It’s been three years since Commonwealth Educational Media Centre for Asia CEMCA’s EasyNow virtual campus project began, but the going is still rough thanks to technophobia: “It is just a demo piece in India,” rues Dr. R. Sreedhar, Director, CEMCA. Is the project doomed to be extinguished like a Candle In The Wind? India is one of the five founding members of the Commonwealth of Learning, an international organisation under which CEMCA operates. Yet the subcontinent has witnessed dismal uptake of the learning models and materials developed.
What is EasyNow?
EasyNow is an open source driven project, the brainchild of V. Krishnamoorthy, Consultant, CEMCA, for educational institutes that would help faculty digitise all their lectures and deliver them in nine digital formats including text to speech including CDs, DVDs, video streaming online, enriched video incorporating graphics, audio, text-to-speech, slide show using PowerPoint or other presentation packages and text. CEMCA even offers to get the lectures printed in Braille using software from IIT Chennai for the visually impaired.
Also read about EasyNow on WikiEducator
Simply put, EasyNow gives students an upgrade from plain classroom learning to a multimedia presentation that includes videos, an audio clip or even streaming video for correspondence courses. It also offers compression technology for the videos to be streamed online, required because video lectures can hog up memory. Take an example – a typical IIT engineering course can take up to 32GB of memory, according to Sreedhar. Comparing it with IGNOU, which provides long distance courses online, Sreedhar said, “You cant get an IGNOU programme outside IGNOU but here u can use it with an Internet connection or the new USB modems like Proton.”
The tools used are easily available software such as Open Office and Powerpoint. “We use primarily open source technology, so it comes as no cost for users,” says Sreedhar. It also uses Adobe Photoshop and Windows Movie Maker.
Uptake So Far
EasyNow has experienced success in other countries – Malaysia, Singapore, Sri Lanka, Bangladesh and the Maldives, where it has conducted workshops and seen interest from the education community. In India last year, at Tirupati, videos of IIT courses were released by EasyNow – lecturers were offered USB drives with multimedia material. EasyNow has also been voluntarily to all state governments, the National Council of Education Research and Training (NCERT) and University Grants Commission (UGC).
“Remains As A Demo Piece In India”
But a disillusioned Sreedhar says that the current situation is that “Nobody wants to try it. Indians want proprietary software and training in 5 star hotels. Our leaderships are more tuned towards multinationals.” What about competition from e-learning firms? “Corporates don’t know about us.”

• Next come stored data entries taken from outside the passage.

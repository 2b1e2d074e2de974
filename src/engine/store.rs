//! ステップ実装ファイルとバージョンアーカイブの管理
//!
//! # 責務
//!
//! - 正規パス `{root}/{step}.lua` の読み書き
//! - 上書き前のスナップショットを `{root}/ver/{step}_v{N}.lua` に保存
//! - バージョン番号は既存アーカイブ名を走査して「最大値 + 1」で決める
//!   （欠番があっても再利用しない。`_v2` と `_v5` があれば次は `6`）
//!
//! アーカイブは一度書いたら変更・削除しません。

use std::fs;
use std::io;
use std::path::{Path, PathBuf};

use serde::Serialize;
use tracing::info;

/// ステップ実装ファイルの拡張子
pub const STEP_EXTENSION: &str = "lua";

/// アーカイブのサブディレクトリ名
pub const VERSION_DIR: &str = "ver";

/// アーカイブされた実装のスナップショット
#[derive(Debug, Clone, PartialEq, Eq, Serialize)]
pub struct VersionRecord {
    pub step: String,
    pub version: u32,
    pub path: PathBuf,
}

/// ステップ実装ディレクトリ
#[derive(Debug, Clone)]
pub struct StepStore {
    root: PathBuf,
}

impl StepStore {
    pub fn new(root: impl Into<PathBuf>) -> Self {
        Self { root: root.into() }
    }

    pub fn root(&self) -> &Path {
        &self.root
    }

    pub fn version_dir(&self) -> PathBuf {
        self.root.join(VERSION_DIR)
    }

    /// `steps/` と `steps/ver/` を作成する
    pub fn ensure_dirs(&self) -> io::Result<()> {
        fs::create_dir_all(self.version_dir())
    }

    pub fn canonical_path(&self, step: &str) -> PathBuf {
        self.root.join(format!("{}.{}", step, STEP_EXTENSION))
    }

    pub fn version_path(&self, step: &str, version: u32) -> PathBuf {
        self.version_dir()
            .join(format!("{}_v{}.{}", step, version, STEP_EXTENSION))
    }

    /// アーカイブ済みバージョンの一覧（バージョン昇順）
    pub fn versions(&self, step: &str) -> io::Result<Vec<VersionRecord>> {
        let dir = self.version_dir();
        if !dir.is_dir() {
            return Ok(Vec::new());
        }

        let mut records = Vec::new();
        for entry in fs::read_dir(&dir)? {
            let entry = entry?;
            let file_name = entry.file_name();
            let Some(file_name) = file_name.to_str() else {
                continue;
            };
            if let Some(version) = parse_version(file_name, step) {
                records.push(VersionRecord {
                    step: step.to_string(),
                    version,
                    path: entry.path(),
                });
            }
        }
        records.sort_by_key(|record| record.version);
        Ok(records)
    }

    /// 次のバージョン番号（アーカイブが無ければ 1）
    pub fn next_version(&self, step: &str) -> io::Result<u32> {
        let max = self
            .versions(step)?
            .last()
            .map(|record| record.version)
            .unwrap_or(0);
        Ok(max + 1)
    }

    /// 正規ファイルをバイト単位でそのままアーカイブにコピーする
    ///
    /// 正規ファイルは変更しません。正規ファイルが無ければ `NotFound` を返します。
    pub fn archive(&self, step: &str) -> io::Result<VersionRecord> {
        self.ensure_dirs()?;
        let current = self.canonical_path(step);
        let version = self.next_version(step)?;
        let target = self.version_path(step, version);

        fs::copy(&current, &target)?;
        info!(
            step,
            version,
            from = %current.display(),
            to = %target.display(),
            "実装ファイルをアーカイブしました"
        );

        Ok(VersionRecord {
            step: step.to_string(),
            version,
            path: target,
        })
    }

    pub fn read_implementation(&self, step: &str) -> io::Result<String> {
        fs::read_to_string(self.canonical_path(step))
    }

    /// 正規ファイルの内容を完全に置き換える
    ///
    /// 末尾に改行が無ければ1つ追加します。それ以外は `code` をそのまま書き込みます。
    pub fn write_implementation(&self, step: &str, code: &str) -> io::Result<PathBuf> {
        fs::create_dir_all(&self.root)?;
        let path = self.canonical_path(step);
        let mut content = code.to_string();
        if !content.ends_with('\n') {
            content.push('\n');
        }
        fs::write(&path, content)?;
        Ok(path)
    }
}

/// `{step}_v{N}.lua` から `N` を取り出す
fn parse_version(file_name: &str, step: &str) -> Option<u32> {
    let digits = file_name
        .strip_prefix(step)?
        .strip_prefix("_v")?
        .strip_suffix(STEP_EXTENSION)?
        .strip_suffix('.')?;
    if digits.is_empty() || !digits.bytes().all(|b| b.is_ascii_digit()) {
        return None;
    }
    digits.parse().ok()
}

Sreedhar blames the disinterest in EasyNow on “computer illiteracy of our leaders”, adding that “A majority of the politicians only know how to operate e-mail, especially those above 50 years of age. Our Indian mindset is not tuned to open source. Computer literacy is so low in the country, people would like to go in for servers/harddisks and learning management tools.” Can this attitude change or will EasyNow die an early death?